Reply to "Comment on `Quenches in quantum many-body systems: One-dimensional Bose-Hubbard model reexamined' ''

TL;DR

This paper clarifies misconceptions about thermalization in quantum many-body systems, emphasizing the importance of ensemble equivalence and temperature definitions, and discusses their relevance to finite-size system data interpretation.

Contribution

It resolves apparent contradictions between previous studies on thermalization, highlighting the significance of ensemble definitions and temperature in understanding quantum quench dynamics.

Findings

No contradiction between Roux and Rigol's observations.

Ensemble equivalence and temperature definitions are crucial for thermalization analysis.

Finite-size systems require careful interpretation of thermalization data.

Abstract

In his Comment [see preceding Comment, Phys. Rev. A 82, 037601 (2010)] on the paper by Roux [Phys. Rev. A 79, 021608(R) (2009)], Rigol argued that the energy distribution after a quench is not related to standard statistical ensembles and cannot explain thermalization. The latter is proposed to stem from what he calls the eigenstate thermalization hypothesis and which boils down to the fact that simple observables are expected to be smooth functions of the energy.

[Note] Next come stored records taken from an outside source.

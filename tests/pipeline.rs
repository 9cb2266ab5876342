//! End-to-end compilation through the public API: bytecode in, installed
//! bundles out.

use cpsjit::asm::aarch64::encode_bl;
use cpsjit::gc::MarkingStack;
use cpsjit::gc::roots::scan_code_roots;
use cpsjit::ir::bytecode::NoMethods;
use cpsjit::{Compiler, CompilerConfig, Program};

fn compiler() -> Compiler {
    let mut config = CompilerConfig::default();
    config.code_cache.region_count = 4;
    config.compiler.inline = false;
    config.compiler.workers = 1;
    Compiler::new(config).unwrap()
}

fn program(json: &str) -> Program {
    Program::from_json(json).unwrap()
}

const LOOP: &str = r#"[{
    "key": { "holder": "Demo", "name": "sum", "descriptor": "(I)I" },
    "locals": ["int"],
    "code": [
        { "i_const": 0 },
        { "store": 1 },
        { "load": 0 },
        { "if": { "cond": "le", "target": 13 } },
        { "load": 1 },
        { "load": 0 },
        "i_add",
        { "store": 1 },
        { "load": 0 },
        { "i_const": -1 },
        "i_add",
        { "store": 0 },
        { "goto": 2 },
        { "load": 1 },
        "return_value"
    ]
}]"#;

#[test]
fn test_backward_branch_gets_a_safepoint() {
    let program = program(LOOP);
    let compiler = compiler();
    let sum = compiler.compile(&program.methods[0], &NoMethods).unwrap();
    assert!(sum.safepoints() >= 1);
    assert_eq!(sum.direct_calls(), 0);

    let text = compiler.disassemble(&sum).unwrap();
    assert!(text.contains("ldr"), "{text}");
    assert!(text.contains("ret"), "{text}");

    let dump = sum.reference_map_dump(&["x9", "x10", "x11", "x12", "x13", "x14", "x15"]);
    assert_eq!(dump.lines().count(), sum.stop_positions().len());
    assert!(dump.lines().all(|line| line.contains("safepoint")), "{dump}");
}

#[test]
fn test_call_inside_try_range_maps_to_handler() {
    let program = program(
        r#"[{
            "key": { "holder": "Demo", "name": "guarded", "descriptor": "()I" },
            "code": [
                { "invoke_static": { "holder": "Demo", "name": "risky", "descriptor": "()V" } },
                { "i_const": 1 },
                "return_value",
                "pop",
                { "i_const": 2 },
                "return_value"
            ],
            "handlers": [{ "start": 0, "end": 1, "handler": 3 }]
        }]"#,
    );
    let compiler = compiler();
    let guarded = compiler.compile(&program.methods[0], &NoMethods).unwrap();
    assert_eq!(guarded.direct_calls(), 1);
    assert!(!guarded.catch_table().is_empty());

    let call = guarded.stop_position(0).unwrap();
    let handler = guarded.catch_position_for(call).unwrap();
    assert!(handler > call);
    assert!((handler as usize) < guarded.code().len());
    assert_eq!(compiler.code_manager().pending_call_sites(), 1);
}

#[test]
fn test_reference_literal_survives_call_as_root() {
    let program = program(
        r#"[{
            "key": { "holder": "Demo", "name": "keep", "descriptor": "()Ljava/lang/Object;" },
            "code": [
                { "ldc": 43981 },
                { "invoke_static": { "holder": "Demo", "name": "tick", "descriptor": "()V" } },
                "return_value"
            ]
        }]"#,
    );
    let compiler = compiler();
    let keep = compiler.compile(&program.methods[0], &NoMethods).unwrap();
    assert_eq!(keep.reference_literals().len(), 1);
    assert_eq!(keep.reference_literals()[0].0, 43981);

    let frame = keep.frame_map(0).unwrap();
    assert!(frame.iter().any(|&b| b != 0), "live reference must be in a spill slot");

    let mut stack = MarkingStack::new(64, 75).unwrap();
    let pushed = scan_code_roots(compiler.code_manager(), compiler.target(), &mut stack).unwrap();
    assert!(pushed >= 1);
    assert_eq!(stack.len(), pushed);
}

#[test]
fn test_recompiled_callee_is_relinked() {
    let program = program(
        r#"[
            {
                "key": { "holder": "Demo", "name": "one", "descriptor": "()I" },
                "code": [{ "i_const": 1 }, "return_value"]
            },
            {
                "key": { "holder": "Demo", "name": "caller", "descriptor": "()I" },
                "code": [
                    { "invoke_static": { "holder": "Demo", "name": "one", "descriptor": "()I" } },
                    "return_value"
                ]
            }
        ]"#,
    );
    let compiler = compiler();
    let first = compiler.compile(&program.methods[0], &NoMethods).unwrap();
    let caller = compiler.compile(&program.methods[1], &NoMethods).unwrap();
    let site = caller.code_start() + caller.stop_position(0).unwrap() as u64;
    let word = |c: &Compiler| c.code_manager().read_code(site, 4).unwrap();
    assert_eq!(word(&compiler), encode_bl(site, first.code_start()).unwrap().to_le_bytes());

    let second = compiler.compile(&program.methods[0], &NoMethods).unwrap();
    assert_ne!(first.code_start(), second.code_start());
    assert_eq!(word(&compiler), encode_bl(site, second.code_start()).unwrap().to_le_bytes());

    let versions = compiler.code_manager().method_key_to_target_methods(&program.methods[0].key);
    assert_eq!(versions.len(), 2);
    assert_eq!(compiler.code_manager().pending_call_sites(), 0);
}

#[test]
fn test_unknown_jump_target_is_an_input_error() {
    let program = program(
        r#"[{
            "key": { "holder": "Demo", "name": "bad", "descriptor": "()V" },
            "code": [{ "goto": 9 }]
        }]"#,
    );
    let err = compiler().compile(&program.methods[0], &NoMethods).unwrap_err();
    assert!(!err.is_fatal(), "{err}");
}

fn safepoint_method(name: &str, after: &str) -> String {
    format!(
        r#"[{{
            "key": {{ "holder": "Demo", "name": "{name}", "descriptor": "()Ljava/lang/Object;" }},
            "locals": ["reference"],
            "code": [{{ "ldc": 77 }}, {{ "store": 0 }}, "safepoint", {after}, "return_value"]
        }}]"#
    )
}

fn set_bits(map: &[u8]) -> usize {
    map.iter().map(|b| b.count_ones() as usize).sum()
}

#[test]
fn test_safepoint_register_map_marks_live_reference() {
    let program = program(&safepoint_method("live", r#"{ "load": 0 }"#));
    let compiler = compiler();
    let live = compiler.compile(&program.methods[0], &NoMethods).unwrap();
    assert_eq!(live.safepoints(), 1);

    let index = live.stop_positions().len() - 1;
    let registers = live.register_map(0).unwrap();
    assert_eq!(set_bits(registers), 1, "{registers:?}");
    assert_eq!(set_bits(live.frame_map(index).unwrap()), 0);

    let names = ["x9", "x10", "x11", "x12", "x13", "x14", "x15"];
    let dump = live.reference_map_dump(&names);
    let line = dump.lines().last().unwrap();
    assert!(line.contains("safepoint"), "{dump}");
    assert!(names.iter().any(|n| line.contains(&format!("registers {{{n}}}"))), "{dump}");
}

#[test]
fn test_safepoint_register_map_skips_dead_reference() {
    let program = program(&safepoint_method("dead", r#""a_const_null""#));
    let compiler = compiler();
    let dead = compiler.compile(&program.methods[0], &NoMethods).unwrap();
    assert_eq!(dead.safepoints(), 1);

    let index = dead.stop_positions().len() - 1;
    assert!(dead.register_map(0).unwrap().iter().all(|&b| b == 0));
    assert!(dead.frame_map(index).unwrap().iter().all(|&b| b == 0));
}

In this Reply, we show that there is no contradiction or confusion between the observations and discussions of Roux and the expected thermalization scenario discussed by Rigol. In addition, we emphasize a few other important aspects, in particular the definition of temperature and the equivalence of ensemble, which are much more difficult to show numerically even though we believe they are essential to the discussion of thermalization. These remarks could be of interest to people interested in the interpretation of the data obtained on finite-size systems.